_WHAT THE TASK REQUIRES_: In the records that follow, find the line with "filename crates/engine/src/scheduler/delay.rs"; from there, retype every line exactly through the line with "let limit = h.saturating_add(params.max_offset);", which also belongs to the answer.

RECORDS SUPPLIED Block Start

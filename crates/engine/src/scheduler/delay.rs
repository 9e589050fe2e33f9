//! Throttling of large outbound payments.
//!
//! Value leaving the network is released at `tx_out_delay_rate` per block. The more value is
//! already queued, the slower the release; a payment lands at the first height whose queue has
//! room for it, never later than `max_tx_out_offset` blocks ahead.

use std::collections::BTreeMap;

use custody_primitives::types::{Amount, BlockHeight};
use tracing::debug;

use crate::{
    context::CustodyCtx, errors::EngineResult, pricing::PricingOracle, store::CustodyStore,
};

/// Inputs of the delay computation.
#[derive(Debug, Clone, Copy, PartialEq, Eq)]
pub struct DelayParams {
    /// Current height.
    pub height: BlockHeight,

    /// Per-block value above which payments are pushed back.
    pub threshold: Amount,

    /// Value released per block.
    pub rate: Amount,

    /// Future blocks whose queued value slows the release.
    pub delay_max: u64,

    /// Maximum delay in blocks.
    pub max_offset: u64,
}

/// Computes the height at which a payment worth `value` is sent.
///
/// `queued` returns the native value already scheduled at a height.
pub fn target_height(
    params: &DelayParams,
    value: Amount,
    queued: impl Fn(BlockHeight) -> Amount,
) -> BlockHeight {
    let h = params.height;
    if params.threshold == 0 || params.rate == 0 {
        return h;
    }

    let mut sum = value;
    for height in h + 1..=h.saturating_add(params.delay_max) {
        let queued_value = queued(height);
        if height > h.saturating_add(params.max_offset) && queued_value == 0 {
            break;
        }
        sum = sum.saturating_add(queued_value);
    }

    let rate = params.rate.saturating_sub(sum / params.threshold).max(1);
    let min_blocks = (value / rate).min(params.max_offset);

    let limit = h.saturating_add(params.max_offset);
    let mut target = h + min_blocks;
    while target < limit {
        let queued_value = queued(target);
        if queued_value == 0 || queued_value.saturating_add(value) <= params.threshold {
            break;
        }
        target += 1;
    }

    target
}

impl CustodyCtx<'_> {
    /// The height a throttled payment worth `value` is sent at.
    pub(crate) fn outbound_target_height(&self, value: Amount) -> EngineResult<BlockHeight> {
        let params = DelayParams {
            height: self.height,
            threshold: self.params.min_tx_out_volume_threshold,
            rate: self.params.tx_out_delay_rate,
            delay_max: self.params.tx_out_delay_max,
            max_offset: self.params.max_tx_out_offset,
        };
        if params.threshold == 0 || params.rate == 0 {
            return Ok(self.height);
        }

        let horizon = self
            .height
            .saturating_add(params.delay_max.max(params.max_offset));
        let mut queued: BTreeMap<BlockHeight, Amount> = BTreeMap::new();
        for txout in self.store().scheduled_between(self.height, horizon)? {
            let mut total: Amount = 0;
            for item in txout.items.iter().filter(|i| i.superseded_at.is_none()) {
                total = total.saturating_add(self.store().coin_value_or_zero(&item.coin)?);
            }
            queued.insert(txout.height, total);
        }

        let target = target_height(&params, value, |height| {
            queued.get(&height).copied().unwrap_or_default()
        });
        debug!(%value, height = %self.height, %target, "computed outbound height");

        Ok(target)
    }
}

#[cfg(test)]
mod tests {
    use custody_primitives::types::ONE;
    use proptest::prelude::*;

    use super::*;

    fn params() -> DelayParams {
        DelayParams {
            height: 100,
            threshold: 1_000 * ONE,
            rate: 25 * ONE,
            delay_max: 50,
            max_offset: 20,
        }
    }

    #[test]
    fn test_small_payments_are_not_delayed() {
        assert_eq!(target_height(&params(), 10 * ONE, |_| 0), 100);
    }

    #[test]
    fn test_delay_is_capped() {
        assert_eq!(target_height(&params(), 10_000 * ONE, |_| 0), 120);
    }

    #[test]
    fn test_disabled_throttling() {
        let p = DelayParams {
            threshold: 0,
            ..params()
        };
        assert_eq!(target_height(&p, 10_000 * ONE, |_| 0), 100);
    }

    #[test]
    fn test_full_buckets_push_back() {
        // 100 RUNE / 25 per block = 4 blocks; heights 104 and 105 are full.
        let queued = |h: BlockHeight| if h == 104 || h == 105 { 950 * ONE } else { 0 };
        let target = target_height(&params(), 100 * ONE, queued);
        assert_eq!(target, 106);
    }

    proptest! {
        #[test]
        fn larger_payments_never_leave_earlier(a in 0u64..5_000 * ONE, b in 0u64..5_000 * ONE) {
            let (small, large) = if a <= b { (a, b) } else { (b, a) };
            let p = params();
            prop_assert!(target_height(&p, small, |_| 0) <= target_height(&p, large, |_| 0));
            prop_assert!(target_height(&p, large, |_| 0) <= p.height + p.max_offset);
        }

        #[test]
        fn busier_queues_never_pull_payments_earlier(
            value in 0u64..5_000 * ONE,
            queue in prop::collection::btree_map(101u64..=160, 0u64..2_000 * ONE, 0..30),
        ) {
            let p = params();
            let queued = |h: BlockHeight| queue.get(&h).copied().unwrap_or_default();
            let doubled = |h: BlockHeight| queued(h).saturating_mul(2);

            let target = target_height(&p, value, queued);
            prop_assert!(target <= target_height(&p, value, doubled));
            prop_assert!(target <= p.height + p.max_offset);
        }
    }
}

RECORDS SUPPLIED Block End
RECORDS SUPPLIED Block Start

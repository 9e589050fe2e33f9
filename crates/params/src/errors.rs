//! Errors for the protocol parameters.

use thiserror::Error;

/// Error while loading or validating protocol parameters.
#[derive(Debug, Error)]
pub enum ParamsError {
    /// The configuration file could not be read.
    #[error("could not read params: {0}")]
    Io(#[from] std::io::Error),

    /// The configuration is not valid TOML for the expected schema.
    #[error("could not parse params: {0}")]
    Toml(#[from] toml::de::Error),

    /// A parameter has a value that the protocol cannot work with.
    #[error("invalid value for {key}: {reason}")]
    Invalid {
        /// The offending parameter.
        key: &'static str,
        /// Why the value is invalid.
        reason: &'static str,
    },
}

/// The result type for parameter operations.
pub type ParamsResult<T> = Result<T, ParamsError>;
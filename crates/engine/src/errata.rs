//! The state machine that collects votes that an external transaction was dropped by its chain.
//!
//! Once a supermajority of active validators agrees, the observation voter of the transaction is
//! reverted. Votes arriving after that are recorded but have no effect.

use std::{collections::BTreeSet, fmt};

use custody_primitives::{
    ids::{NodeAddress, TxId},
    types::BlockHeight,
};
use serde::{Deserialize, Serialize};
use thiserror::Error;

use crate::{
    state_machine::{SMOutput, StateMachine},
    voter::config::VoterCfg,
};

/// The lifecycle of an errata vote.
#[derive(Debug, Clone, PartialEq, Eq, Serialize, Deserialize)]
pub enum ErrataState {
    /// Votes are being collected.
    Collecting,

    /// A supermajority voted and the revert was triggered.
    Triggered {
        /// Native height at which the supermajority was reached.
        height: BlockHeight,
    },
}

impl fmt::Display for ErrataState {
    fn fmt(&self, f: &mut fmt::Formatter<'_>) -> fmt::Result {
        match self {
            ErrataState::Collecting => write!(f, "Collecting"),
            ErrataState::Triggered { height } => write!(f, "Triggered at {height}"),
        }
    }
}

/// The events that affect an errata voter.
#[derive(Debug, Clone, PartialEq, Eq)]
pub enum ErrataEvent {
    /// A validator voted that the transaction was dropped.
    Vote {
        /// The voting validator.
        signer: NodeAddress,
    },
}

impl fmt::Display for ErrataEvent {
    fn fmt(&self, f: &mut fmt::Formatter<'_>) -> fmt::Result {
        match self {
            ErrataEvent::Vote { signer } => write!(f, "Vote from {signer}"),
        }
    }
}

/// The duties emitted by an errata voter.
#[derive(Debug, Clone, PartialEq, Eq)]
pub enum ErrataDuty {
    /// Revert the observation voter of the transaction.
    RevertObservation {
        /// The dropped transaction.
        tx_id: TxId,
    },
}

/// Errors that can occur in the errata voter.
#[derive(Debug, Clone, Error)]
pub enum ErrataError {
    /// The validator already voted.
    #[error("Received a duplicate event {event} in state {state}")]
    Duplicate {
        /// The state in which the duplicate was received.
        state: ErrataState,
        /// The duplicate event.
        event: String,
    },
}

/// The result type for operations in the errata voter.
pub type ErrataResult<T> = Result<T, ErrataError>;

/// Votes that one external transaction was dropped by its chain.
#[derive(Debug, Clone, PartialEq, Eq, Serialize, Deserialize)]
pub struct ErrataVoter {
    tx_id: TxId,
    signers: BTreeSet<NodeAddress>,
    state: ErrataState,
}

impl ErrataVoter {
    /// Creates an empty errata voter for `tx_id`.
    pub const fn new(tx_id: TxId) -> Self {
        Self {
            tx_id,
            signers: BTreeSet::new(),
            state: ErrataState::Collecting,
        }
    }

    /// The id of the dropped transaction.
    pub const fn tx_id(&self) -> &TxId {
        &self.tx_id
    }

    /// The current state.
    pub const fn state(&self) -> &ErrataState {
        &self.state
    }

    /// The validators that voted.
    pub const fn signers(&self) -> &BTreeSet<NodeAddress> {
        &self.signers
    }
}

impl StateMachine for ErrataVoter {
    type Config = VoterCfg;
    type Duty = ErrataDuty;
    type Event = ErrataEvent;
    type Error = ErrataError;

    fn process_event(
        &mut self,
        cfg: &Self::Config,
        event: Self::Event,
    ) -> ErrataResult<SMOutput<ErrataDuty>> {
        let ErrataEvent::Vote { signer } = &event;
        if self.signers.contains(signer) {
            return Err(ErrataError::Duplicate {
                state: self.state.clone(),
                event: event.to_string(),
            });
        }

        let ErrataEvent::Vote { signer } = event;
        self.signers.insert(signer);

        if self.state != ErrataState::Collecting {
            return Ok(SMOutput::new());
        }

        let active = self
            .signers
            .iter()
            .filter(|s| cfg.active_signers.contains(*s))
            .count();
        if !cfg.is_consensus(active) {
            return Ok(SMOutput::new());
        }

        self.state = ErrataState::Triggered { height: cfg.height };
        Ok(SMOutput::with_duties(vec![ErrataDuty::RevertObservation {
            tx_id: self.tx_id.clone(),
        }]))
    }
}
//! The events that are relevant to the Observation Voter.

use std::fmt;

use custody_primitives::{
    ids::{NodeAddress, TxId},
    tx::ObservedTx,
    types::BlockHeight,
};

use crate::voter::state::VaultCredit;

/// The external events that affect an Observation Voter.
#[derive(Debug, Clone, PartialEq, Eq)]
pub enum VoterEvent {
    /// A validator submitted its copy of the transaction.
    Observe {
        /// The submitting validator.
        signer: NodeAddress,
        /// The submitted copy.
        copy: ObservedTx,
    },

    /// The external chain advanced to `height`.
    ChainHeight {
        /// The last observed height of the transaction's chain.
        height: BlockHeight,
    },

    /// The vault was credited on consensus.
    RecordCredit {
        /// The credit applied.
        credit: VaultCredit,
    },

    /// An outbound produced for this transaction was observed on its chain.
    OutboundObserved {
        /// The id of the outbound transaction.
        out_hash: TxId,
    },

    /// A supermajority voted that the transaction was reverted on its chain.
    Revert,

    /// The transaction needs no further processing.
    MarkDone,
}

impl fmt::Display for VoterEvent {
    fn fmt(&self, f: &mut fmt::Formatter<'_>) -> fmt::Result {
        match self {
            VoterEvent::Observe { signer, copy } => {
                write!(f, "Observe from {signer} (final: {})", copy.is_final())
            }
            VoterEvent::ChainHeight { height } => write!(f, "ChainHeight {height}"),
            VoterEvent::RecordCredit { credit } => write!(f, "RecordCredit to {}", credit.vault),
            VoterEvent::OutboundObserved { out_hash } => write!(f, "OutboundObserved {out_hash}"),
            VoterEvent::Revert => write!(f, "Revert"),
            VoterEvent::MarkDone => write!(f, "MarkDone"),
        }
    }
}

RECORDS SUPPLIED Block End
RECORDS SUPPLIED Block Start

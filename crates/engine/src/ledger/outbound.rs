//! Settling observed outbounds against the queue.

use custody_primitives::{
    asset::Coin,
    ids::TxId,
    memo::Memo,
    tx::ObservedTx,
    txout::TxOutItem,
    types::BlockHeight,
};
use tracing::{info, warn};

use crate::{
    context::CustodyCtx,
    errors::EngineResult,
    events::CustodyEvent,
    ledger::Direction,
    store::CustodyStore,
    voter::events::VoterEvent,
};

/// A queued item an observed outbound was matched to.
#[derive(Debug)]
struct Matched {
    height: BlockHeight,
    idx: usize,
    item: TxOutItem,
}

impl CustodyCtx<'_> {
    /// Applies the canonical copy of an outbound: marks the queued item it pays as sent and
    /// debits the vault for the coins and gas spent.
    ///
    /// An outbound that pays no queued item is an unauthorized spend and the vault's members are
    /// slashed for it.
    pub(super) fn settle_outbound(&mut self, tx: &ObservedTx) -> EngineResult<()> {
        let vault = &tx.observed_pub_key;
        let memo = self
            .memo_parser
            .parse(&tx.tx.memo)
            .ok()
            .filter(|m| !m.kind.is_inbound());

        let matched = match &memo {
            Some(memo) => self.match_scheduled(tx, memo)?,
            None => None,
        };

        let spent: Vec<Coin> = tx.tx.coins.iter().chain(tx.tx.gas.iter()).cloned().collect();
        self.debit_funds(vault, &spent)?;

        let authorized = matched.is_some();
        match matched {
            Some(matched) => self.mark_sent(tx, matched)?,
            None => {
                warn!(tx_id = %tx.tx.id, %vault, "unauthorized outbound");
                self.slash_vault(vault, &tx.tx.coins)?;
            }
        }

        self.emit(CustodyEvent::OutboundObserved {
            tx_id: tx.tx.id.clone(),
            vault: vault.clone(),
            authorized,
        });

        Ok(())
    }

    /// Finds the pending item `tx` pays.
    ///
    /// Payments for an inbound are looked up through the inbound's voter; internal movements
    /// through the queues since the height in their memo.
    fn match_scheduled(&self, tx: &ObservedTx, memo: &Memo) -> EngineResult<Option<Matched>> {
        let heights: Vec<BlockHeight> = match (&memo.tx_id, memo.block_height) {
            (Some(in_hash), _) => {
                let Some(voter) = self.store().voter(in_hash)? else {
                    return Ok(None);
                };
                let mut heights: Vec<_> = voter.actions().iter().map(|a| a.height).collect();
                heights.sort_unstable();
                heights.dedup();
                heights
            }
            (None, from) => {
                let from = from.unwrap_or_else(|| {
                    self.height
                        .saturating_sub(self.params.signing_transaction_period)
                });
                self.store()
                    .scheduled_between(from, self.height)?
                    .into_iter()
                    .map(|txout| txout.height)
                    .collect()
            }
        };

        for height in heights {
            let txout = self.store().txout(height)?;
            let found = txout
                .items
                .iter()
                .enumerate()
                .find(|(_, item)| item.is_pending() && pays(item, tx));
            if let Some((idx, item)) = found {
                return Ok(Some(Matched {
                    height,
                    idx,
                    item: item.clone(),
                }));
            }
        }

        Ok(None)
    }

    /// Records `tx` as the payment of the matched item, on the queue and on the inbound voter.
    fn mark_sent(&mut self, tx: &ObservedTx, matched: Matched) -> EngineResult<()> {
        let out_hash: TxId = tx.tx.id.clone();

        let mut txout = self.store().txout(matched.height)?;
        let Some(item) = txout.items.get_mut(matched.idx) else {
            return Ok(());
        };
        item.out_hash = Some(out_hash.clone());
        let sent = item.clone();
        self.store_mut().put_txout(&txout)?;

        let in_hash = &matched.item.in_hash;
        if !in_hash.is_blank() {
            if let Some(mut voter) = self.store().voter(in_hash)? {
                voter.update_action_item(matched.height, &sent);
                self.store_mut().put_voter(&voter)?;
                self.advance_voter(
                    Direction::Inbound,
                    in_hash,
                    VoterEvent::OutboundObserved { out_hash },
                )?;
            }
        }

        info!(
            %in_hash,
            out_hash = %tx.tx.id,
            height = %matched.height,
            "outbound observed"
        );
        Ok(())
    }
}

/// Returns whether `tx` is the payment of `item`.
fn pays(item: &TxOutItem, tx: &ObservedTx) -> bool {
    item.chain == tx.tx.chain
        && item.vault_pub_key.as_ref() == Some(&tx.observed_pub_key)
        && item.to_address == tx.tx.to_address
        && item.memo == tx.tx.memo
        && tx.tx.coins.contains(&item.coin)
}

RECORDS SUPPLIED Block End

_RESPONSE FOR THIS EXERCISE_:
filename crates/engine/src/scheduler/delay.rs
repository 9e589050fe2e33f9
//! Throttling of large outbound payments.
//!
//! Value leaving the network is released at `tx_out_delay_rate` per block. The more value is
//! already queued, the slower the release; a payment lands at the first height whose queue has
//! room for it, never later than `max_tx_out_offset` blocks ahead.

use std::collections::BTreeMap;

use custody_primitives::types::{Amount, BlockHeight};
use tracing::debug;

use crate::{
    context::CustodyCtx, errors::EngineResult, pricing::PricingOracle, store::CustodyStore,
};

/// Inputs of the delay computation.
#[derive(Debug, Clone, Copy, PartialEq, Eq)]
pub struct DelayParams {
    /// Current height.
    pub height: BlockHeight,

    /// Per-block value above which payments are pushed back.
    pub threshold: Amount,

    /// Value released per block.
    pub rate: Amount,

    /// Future blocks whose queued value slows the release.
    pub delay_max: u64,

    /// Maximum delay in blocks.
    pub max_offset: u64,
}

/// Computes the height at which a payment worth `value` is sent.
///
/// `queued` returns the native value already scheduled at a height.
pub fn target_height(
    params: &DelayParams,
    value: Amount,
    queued: impl Fn(BlockHeight) -> Amount,
) -> BlockHeight {
    let h = params.height;
    if params.threshold == 0 || params.rate == 0 {
        return h;
    }

    let mut sum = value;
    for height in h + 1..=h.saturating_add(params.delay_max) {
        let queued_value = queued(height);
        if height > h.saturating_add(params.max_offset) && queued_value == 0 {
            break;
        }
        sum = sum.saturating_add(queued_value);
    }

    let rate = params.rate.saturating_sub(sum / params.threshold).max(1);
    let min_blocks = (value / rate).min(params.max_offset);

    let limit = h.saturating_add(params.max_offset);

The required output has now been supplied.